A TaskTracker implementation can be passed to a method that is expected to take some time to execute, whether 5 seconds or many minutes. It is a hook for the method to report back progress on the number of items processed or just a heartbeat. In its simplest form, it provides a way for other threads to "requestStop" of the task usually because the server is being stopped or a deadline has been reached, but can also be utilized for more detailed item counting, last item processed tracking, or status monitoring.
Tracked tasks should check the "shouldStop" method in an effort to gracefully stop processing, otherwise the framework may interrupt them.
The module provides a LongRunningTaskTracker with persistence of the task's progress that can be viewed in a web UI, both for real-time monitoring and for later debugging if the tasks are not completing. The datarouter-job framework automatically creates LongRunningTaskTrackers for each execution of a job.
<dependency>
<groupId>io.datarouter</groupId>
<artifactId>datarouter-task-tracker</artifactId>
<version>0.0.126</version>
</dependency>
You can install this module by adding its plugin to the WebappBuilder
.
.addPlugin(new DatarouterTaskTrackerPluginBuilder(...)
...
.build()
When creating a scheduled job by extending BaseJob, the datarouter-job framework provides a TaskTracker to every execution of the job. Jobs should check the shouldStop method every 10ms to 2s in an effort to cleanly stop. Frequent checks are kept performant by LongRunningTaskTracker's internal caching.

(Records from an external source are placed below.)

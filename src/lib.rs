pub mod annotation;
pub mod corpus;
pub mod page;
pub mod panic_handler;
pub mod paths;
pub mod progress;
pub mod render;
pub mod reviser;
pub mod selector;
pub mod settings;

pub use corpus::{AlQuranCloudClient, CorpusClient, CorpusError, RenderUnit, Variant};
pub use page::{PageNumber, TOTAL_PAGES};
pub use progress::{FileProgressStore, MemoryProgressStore, ProgressSet, ProgressStore};
pub use reviser::{GenerateOutcome, Reviser};
pub use selector::{PageSelector, Selection};
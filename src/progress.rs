use crate::page::{PageNumber, TOTAL_PAGES};
use anyhow::{Context, Result};
use log::debug;
use serde::{Deserialize, Serialize};
use std::collections::BTreeSet;
use std::fs;
use std::io::Write;
use std::path::{Path, PathBuf};
use std::sync::Mutex;

/// Pages whose render has been durably completed.
///
/// Serialized as a plain JSON array of page numbers.
#[derive(Debug, Clone, Default, PartialEq, Eq, Serialize, Deserialize)]
#[serde(transparent)]
pub struct ProgressSet {
    pages: BTreeSet<PageNumber>,
}

impl ProgressSet {
    pub fn new() -> Self {
        Self::default()
    }

    /// Returns true if the page was not already present.
    pub fn insert(&mut self, page: PageNumber) -> bool {
        self.pages.insert(page)
    }

    pub fn contains(&self, page: PageNumber) -> bool {
        self.pages.contains(&page)
    }

    pub fn len(&self) -> usize {
        self.pages.len()
    }

    pub fn is_empty(&self) -> bool {
        self.pages.is_empty()
    }

    pub fn is_complete(&self) -> bool {
        self.pages.len() == TOTAL_PAGES as usize
    }

    /// Ascending order.
    pub fn iter(&self) -> impl Iterator<Item = PageNumber> + '_ {
        self.pages.iter().copied()
    }

    /// Pages of the corpus not yet in the set, ascending.
    pub fn unrevised(&self) -> Vec<PageNumber> {
        PageNumber::all().filter(|p| !self.pages.contains(p)).collect()
    }

    pub fn summary(&self) -> ProgressSummary {
        ProgressSummary::from_count(self.len())
    }
}

impl FromIterator<PageNumber> for ProgressSet {
    fn from_iter<I: IntoIterator<Item = PageNumber>>(iter: I) -> Self {
        Self {
            pages: iter.into_iter().collect(),
        }
    }
}

/// Revised/total counts with the percentage rounded to one decimal.
#[derive(Debug, Clone, Copy, PartialEq, Serialize)]
pub struct ProgressSummary {
    pub revised: usize,
    pub total: usize,
    pub percentage: f64,
}

impl ProgressSummary {
    pub fn from_count(revised: usize) -> Self {
        let total = TOTAL_PAGES as usize;
        let percentage = (revised as f64 / total as f64 * 1000.0).round() / 10.0;
        Self {
            revised,
            total,
            percentage,
        }
    }
}

/// Persistence for the progress set. Each call reads or writes the whole set.
///
/// `mark_complete` is a load-add-save cycle and is not atomic across
/// concurrent callers; the last writer wins.
pub trait ProgressStore: Send + Sync {
    /// Returns the empty set when nothing has been persisted yet.
    fn load(&self) -> Result<ProgressSet>;

    /// Replaces any previously stored set.
    fn save(&self, progress: &ProgressSet) -> Result<()>;

    fn mark_complete(&self, page: PageNumber) -> Result<ProgressSet> {
        let mut progress = self.load()?;
        if !progress.insert(page) {
            debug!("Page {page} was already marked complete");
        }
        self.save(&progress)?;
        Ok(progress)
    }
}

/// JSON file backed store.
pub struct FileProgressStore {
    file_path: PathBuf,
}

impl FileProgressStore {
    pub fn new(file_path: impl Into<PathBuf>) -> Self {
        Self {
            file_path: file_path.into(),
        }
    }

    pub fn path(&self) -> &Path {
        &self.file_path
    }
}

impl ProgressStore for FileProgressStore {
    fn load(&self) -> Result<ProgressSet> {
        if !self.file_path.exists() {
            return Ok(ProgressSet::new());
        }
        let content = fs::read_to_string(&self.file_path)
            .with_context(|| format!("Failed to read progress file {:?}", self.file_path))?;
        let progress: ProgressSet = serde_json::from_str(&content)
            .with_context(|| format!("Malformed progress file {:?}", self.file_path))?;
        Ok(progress)
    }

    fn save(&self, progress: &ProgressSet) -> Result<()> {
        let content = serde_json::to_string(progress)?;
        write_atomically(&self.file_path, content.as_bytes())
    }
}

/// Store that never touches disk.
#[derive(Default)]
pub struct MemoryProgressStore {
    progress: Mutex<ProgressSet>,
}

impl MemoryProgressStore {
    pub fn new() -> Self {
        Self::default()
    }

    pub fn with_pages(pages: impl IntoIterator<Item = PageNumber>) -> Self {
        Self {
            progress: Mutex::new(pages.into_iter().collect()),
        }
    }
}

impl ProgressStore for MemoryProgressStore {
    fn load(&self) -> Result<ProgressSet> {
        let guard = self
            .progress
            .lock()
            .map_err(|_| anyhow::anyhow!("progress lock poisoned"))?;
        Ok(guard.clone())
    }

    fn save(&self, progress: &ProgressSet) -> Result<()> {
        let mut guard = self
            .progress
            .lock()
            .map_err(|_| anyhow::anyhow!("progress lock poisoned"))?;
        *guard = progress.clone();
        Ok(())
    }
}

/// Writes to a sibling temp file and renames it over `path`, so readers
/// never see a half-written file.
pub(crate) fn write_atomically(path: &Path, bytes: &[u8]) -> Result<()> {
    let dir = match path.parent() {
        Some(parent) if !parent.as_os_str().is_empty() => parent.to_path_buf(),
        _ => PathBuf::from("."),
    };
    fs::create_dir_all(&dir).with_context(|| format!("Failed to create directory: {dir:?}"))?;

    let mut tmp = tempfile::NamedTempFile::new_in(&dir)
        .with_context(|| format!("Failed to create temp file in {dir:?}"))?;
    tmp.write_all(bytes)?;
    tmp.as_file().sync_all()?;
    tmp.persist(path)
        .with_context(|| format!("Failed to replace {path:?}"))?;
    Ok(())
}
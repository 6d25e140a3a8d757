//! Word-by-word annotations for individual verses, cached on disk.

pub mod cache;
pub mod scrape;
pub mod store;

pub use cache::{AnnotationCache, EmptyAnnotationPolicy, UnitAnnotations};
pub use scrape::{BrowserFetcher, StaticHtmlFetcher, extract_words};
pub use store::{AnnotationMap, AnnotationStore, FileAnnotationStore, MemoryAnnotationStore};

use crate::corpus::RenderUnit;
use serde::{Deserialize, Serialize};
use std::fmt;
use std::str::FromStr;

/// `(surah, ayah)` address of an annotated verse, written as `"surah:ayah"`.
#[derive(Debug, Clone, Copy, PartialEq, Eq, Hash, PartialOrd, Ord, Serialize, Deserialize)]
#[serde(into = "String", try_from = "String")]
pub struct AnnotationKey {
    pub group_id: u32,
    pub in_group_seq: u32,
}

impl AnnotationKey {
    pub fn new(group_id: u32, in_group_seq: u32) -> Self {
        Self {
            group_id,
            in_group_seq,
        }
    }
}

impl From<&RenderUnit> for AnnotationKey {
    fn from(unit: &RenderUnit) -> Self {
        Self::new(unit.group_id, unit.in_group_seq)
    }
}

impl fmt::Display for AnnotationKey {
    fn fmt(&self, f: &mut fmt::Formatter<'_>) -> fmt::Result {
        write!(f, "{}:{}", self.group_id, self.in_group_seq)
    }
}

impl FromStr for AnnotationKey {
    type Err = String;

    fn from_str(s: &str) -> Result<Self, Self::Err> {
        let (group, seq) = s
            .split_once(':')
            .ok_or_else(|| format!("annotation key '{s}' is not of the form group:seq"))?;
        let group_id = group
            .trim()
            .parse()
            .map_err(|_| format!("bad group in annotation key '{s}'"))?;
        let in_group_seq = seq
            .trim()
            .parse()
            .map_err(|_| format!("bad sequence in annotation key '{s}'"))?;
        Ok(Self::new(group_id, in_group_seq))
    }
}

impl From<AnnotationKey> for String {
    fn from(key: AnnotationKey) -> Self {
        key.to_string()
    }
}

impl TryFrom<String> for AnnotationKey {
    type Error = String;

    fn try_from(value: String) -> Result<Self, Self::Error> {
        value.parse()
    }
}

/// One word with its optional transliteration and gloss.
///
/// Empty strings mean "unknown"; that is how the data file has always
/// stored missing values.
#[derive(Debug, Clone, Default, PartialEq, Eq, Serialize, Deserialize)]
pub struct WordEntry {
    pub arabic: String,
    #[serde(default)]
    pub transliteration: String,
    #[serde(default)]
    pub translation: String,
    #[serde(default)]
    pub grammar: String,
}

impl WordEntry {
    pub fn new(arabic: impl Into<String>) -> Self {
        Self {
            arabic: arabic.into(),
            ..Self::default()
        }
    }

    pub fn transliteration(&self) -> Option<&str> {
        non_empty(&self.transliteration)
    }

    pub fn translation(&self) -> Option<&str> {
        non_empty(&self.translation)
    }
}

fn non_empty(s: &str) -> Option<&str> {
    let trimmed = s.trim();
    (!trimmed.is_empty()).then_some(trimmed)
}

#[derive(Debug, Clone, Copy, PartialEq, Eq, Default, Serialize, Deserialize)]
#[serde(rename_all = "snake_case")]
pub enum FetchMethod {
    /// Plain HTTP GET of the server-rendered page.
    #[default]
    Static,
    /// DOM dumped by a headless browser after scripts ran.
    #[serde(alias = "playwright")]
    Browser,
}

impl FromStr for FetchMethod {
    type Err = String;

    fn from_str(s: &str) -> Result<Self, Self::Err> {
        match s.to_ascii_lowercase().as_str() {
            "static" => Ok(FetchMethod::Static),
            "browser" | "playwright" => Ok(FetchMethod::Browser),
            other => Err(format!("unknown scrape method '{other}'")),
        }
    }
}

/// Cached word-by-word data for one verse.
#[derive(Debug, Clone, PartialEq, Eq, Serialize, Deserialize)]
pub struct AnnotationRecord {
    pub url: String,
    #[serde(alias = "surah")]
    pub group_id: u32,
    #[serde(alias = "ayah")]
    pub in_group_seq: u32,
    #[serde(default)]
    pub words: Vec<WordEntry>,
    pub scraped_at: String,
    #[serde(default)]
    pub method: FetchMethod,
    /// Set when the record stands in for a failed fetch.
    #[serde(default, skip_serializing_if = "Option::is_none")]
    pub error: Option<String>,
}

impl AnnotationRecord {
    pub fn new(key: AnnotationKey, url: impl Into<String>, method: FetchMethod, words: Vec<WordEntry>) -> Self {
        Self {
            url: url.into(),
            group_id: key.group_id,
            in_group_seq: key.in_group_seq,
            words,
            scraped_at: timestamp(),
            method,
            error: None,
        }
    }

    /// Empty record remembering why the fetch failed.
    pub fn failed(key: AnnotationKey, url: impl Into<String>, method: FetchMethod, error: String) -> Self {
        Self {
            error: Some(error),
            ..Self::new(key, url, method, Vec::new())
        }
    }

    pub fn key(&self) -> AnnotationKey {
        AnnotationKey::new(self.group_id, self.in_group_seq)
    }

    /// Usable records carry at least one word.
    pub fn is_usable(&self) -> bool {
        !self.words.is_empty()
    }
}

fn timestamp() -> String {
    chrono::Local::now().format("%Y-%m-%d %H:%M:%S").to_string()
}

/// Source of word-by-word data for a single verse.
pub trait AnnotationFetcher: Send + Sync {
    fn method(&self) -> FetchMethod;

    /// Address the data is fetched from, recorded even when fetching fails.
    fn url_for(&self, key: AnnotationKey) -> String;

    fn fetch(&self, key: AnnotationKey) -> anyhow::Result<AnnotationRecord>;
}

A TaskTraker can be created manually when a task is anticipated to take a long time. Here is a Handler that counts potentially many files in a directory:
package io.datarouter.tasktracker.readme;
import java.io.IOException;
import java.nio.file.Files;
import java.nio.file.Paths;
import java.time.Duration;
import java.time.Instant;
import java.util.Optional;
import org.slf4j.Logger;
import org.slf4j.LoggerFactory;
import io.datarouter.instrumentation.task.TaskTracker;
import io.datarouter.scanner.Scanner;
import io.datarouter.tasktracker.scheduler.LongRunningTaskType;
import io.datarouter.tasktracker.service.LongRunningTaskTrackerFactory;
import io.datarouter.web.handler.BaseHandler;
import io.datarouter.web.handler.mav.Mav;
import io.datarouter.web.handler.mav.imp.MessageMav;
import jakarta.inject.Inject;
public class ExampleTaskTrackerHandler extends BaseHandler{
private static final Logger logger = LoggerFactory.getLogger(ExampleTaskTrackerHandler.class);
@Inject
private LongRunningTaskTrackerFactory trackerFactory;
@Handler
public Mav countFiles(String parentPath, Optional<Long> logEveryN) throws IOException{
//create a TaskTracker
TaskTracker tracker = trackerFactory.create(
//determines the tracker name
ExampleTaskTrackerHandler.class.getSimpleName(),
//triggered by web request
LongRunningTaskType.REQUEST,
//deadline
Instant.now().plus(Duration.ofMinutes(1)),
//gracefully stop when the deadline is reached
true,
//record which user triggered the request, viewable in the UI
getSessionInfo().getNonEmptyUsernameOrElse("anonymous"));
//update and check the TaskTracker during a potentially long task
Scanner.of(Files.walk(Paths.get(parentPath)))
//check the deadline and short-circuit the scanner if it has been reached
.advanceUntil($ -> tracker.shouldStop())
.map(Object::toString)
//update the item count and last item name, which also acts as a heartbeat
.each($ -> tracker.increment())
.each(tracker::setLastItemProcessed)
//log progress
.sample(logEveryN.orElse(1L), true)
.forEach(item -> logger.warn("{}={}", tracker.getCount(), item));
//return a message to the user, obtaining the count from the tracker
return new MessageMav("counted " + tracker.getCount());
}
}
This library is licensed under the Apache License, Version 2.0 - see LICENSE for details.